Leaving High School – August, 1860
As we discussed earlier, Caroline M. Clark (1840-1924), the oldest child of Mary (Turck) Clark and the late Jonathan M. Clark, studied for two years at Milwaukee’s first public high school, led by the noted educationist John G. McKindley. McKindley’s second academic “exhibition” of his Seventh Ward High School students took place at Albany Hall, Milwaukee, on August 9, 1861. It was McKindley’s final appearance as Principal of the Seventh Ward High School. I expect that 19-year-old Caroline M. Clark was there also, as the event marked the end of her years as a student in the Mequon and Milwaukee public schools.
After high school: teaching in Milwaukee?
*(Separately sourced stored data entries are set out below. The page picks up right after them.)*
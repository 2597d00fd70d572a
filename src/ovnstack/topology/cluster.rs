/*
 * Copyright (C) 2024 The Nanocloud Authors
 *
 * Licensed under the Apache License, Version 2.0 (the "License");
 * you may not use this file except in compliance with the License.
 * You may obtain a copy of the License at
 *
 * http://www.apache.org/licenses/LICENSE-2.0
 *
 * Unless required by applicable law or agreed to in writing, software
 * distributed under the License is distributed on an "AS IS" BASIS,
 * WITHOUT WARRANTIES OR CONDITIONS OF ANY KIND, either express or implied.
 * See the License for the specific language governing permissions and
 * limitations under the License.
 */


use super::node::{NodeParams, NodeReport};
use super::{
    join_port_name, join_switch_port_name, ClusterLoadBalancers, TopologyProvisioner,
    CLUSTER_LB_TCP_TAG, CLUSTER_LB_UDP_TAG, CLUSTER_ROUTER_TAG, CONNECT_TO_JOIN_TAG,
};
use crate::ovnstack::error::{OverlayError, StepContext};
use crate::ovnstack::ipam::Cidr;
use crate::ovnstack::logger::log_info;
use crate::ovnstack::observability::tracing::with_span;
use crate::ovnstack::ovsdb::nbctl::{pair, LOAD_BALANCER, LOGICAL_ROUTER};

/// ClusterBootstrap inputs. The bootstrap node names the distributed router
/// and is joined to the cluster in the same run.
#[derive(Clone, Debug)]
pub struct ClusterParams {
    pub node: NodeParams,
}

impl ClusterParams {
    pub fn new(node_name: &str, node_subnet: &str, cluster_subnet: &str) -> Result<Self, OverlayError> {
        Ok(ClusterParams {
            node: NodeParams::new(node_name, node_subnet, cluster_subnet)?,
        })
    }
}

#[derive(Clone, Debug, PartialEq, Eq)]
pub struct ClusterReport {
    pub router: String,
    pub join_switch: String,
    pub join_address: Cidr,
    pub load_balancers: ClusterLoadBalancers,
    pub node: NodeReport,
}

impl TopologyProvisioner {
    pub fn cluster_bootstrap(&self, params: &ClusterParams) -> Result<ClusterReport, OverlayError> {
        with_span("topology", "cluster-bootstrap", || self.bootstrap_cluster(params))
    }

    fn bootstrap_cluster(&self, params: &ClusterParams) -> Result<ClusterReport, OverlayError> {
        self.require_northbound()?;
        let router = params.node.node_name.as_str();
        if let Some(existing) = self.find_cluster_router()? {
            if existing != router {
                return Err(OverlayError::config(format!(
                    "cluster already bootstrapped with distributed router '{existing}'"
                )));
            }
        }

        let nb = self.northbound();
        let router_batch = nb.batch().command(["--may-exist", "lr-add", router]).command([
            "set".to_string(),
            LOGICAL_ROUTER.to_string(),
            router.to_string(),
            pair(CLUSTER_ROUTER_TAG, "yes"),
        ]);
        nb.apply(&router_batch)
            .step(format!("ensure distributed router {router}"))?;

        let load_balancers = self.ensure_cluster_load_balancers()?;

        let join_switch = self.config().join_switch.clone();
        let join_batch = nb
            .batch()
            .command(["--may-exist", "ls-add", join_switch.as_str()]);
        nb.apply(&join_batch)
            .step(format!("ensure join switch {join_switch}"))?;

        let pool = self.config().join_pool;
        let router_port = join_port_name(router);
        let port = self.ensure_router_port(
            router,
            &router_port,
            || Ok(pool.with_address(pool.first_host()).escaped()),
            &[pair(CONNECT_TO_JOIN_TAG, "yes")],
        )?;
        self.ensure_router_peer(
            &join_switch,
            &join_switch_port_name(router),
            &router_port,
            &port.mac,
        )?;
        let join_address = self.join_address_of(&router_port)?;

        log_info(
            "topology",
            "Distributed router ready",
            &[
                ("router", router),
                ("join_switch", &join_switch),
                ("join_address", &join_address.to_string()),
            ],
        );

        let node = self.join_node(router, &load_balancers, &params.node)?;
        Ok(ClusterReport {
            router: router.to_string(),
            join_switch,
            join_address,
            load_balancers,
            node,
        })
    }

    fn ensure_cluster_load_balancers(&self) -> Result<ClusterLoadBalancers, OverlayError> {
        let tcp = self.ensure_cluster_load_balancer(CLUSTER_LB_TCP_TAG, None)?;
        let udp = self.ensure_cluster_load_balancer(CLUSTER_LB_UDP_TAG, Some("udp"))?;
        Ok(ClusterLoadBalancers { tcp, udp })
    }

    fn ensure_cluster_load_balancer(
        &self,
        tag: &str,
        protocol: Option<&str>,
    ) -> Result<String, OverlayError> {
        if let Some(uuid) = self.find_cluster_load_balancer(tag)? {
            return Ok(uuid);
        }
        let mut settings = vec![pair(tag, "yes")];
        if let Some(protocol) = protocol {
            settings.push(pair("protocol", protocol));
        }
        self.northbound()
            .create(LOAD_BALANCER, &settings)
            .step(format!("create load balancer {tag}"))
    }
}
Caroline’s 1893 biographical sketch included this statement:
After two years of study in the Milwaukee high school under John G. McKi[n]dley, famed as a teacher and organizer of educational work, she taught in the public schools of [Milwaukee].
Once she finished her high school studies, Caroline would have been qualified to teach Primary, Intermediate, or—perhaps—Grammar school classes in Milwaukee’s public schools. And she did.
Caroline got a job!


Annual Report of the Board of School Commissioners of the City of Milwaukee, to his honor the mayor and the common council of Milwaukee, for the year ending September 1, 1861, Milwaukee, 1861, p 15-16, via GoogleBooks.
“Miss Caroline M. Clark” was hired as an Assistant teacher in the Grammar Department of the city’s Ninth Ward school, for 8 of the 12 months of the academic year beginning September 1, 1860. For those eight months, she was paid a total of $250. (Why did she only work for eight months? More on that, below.)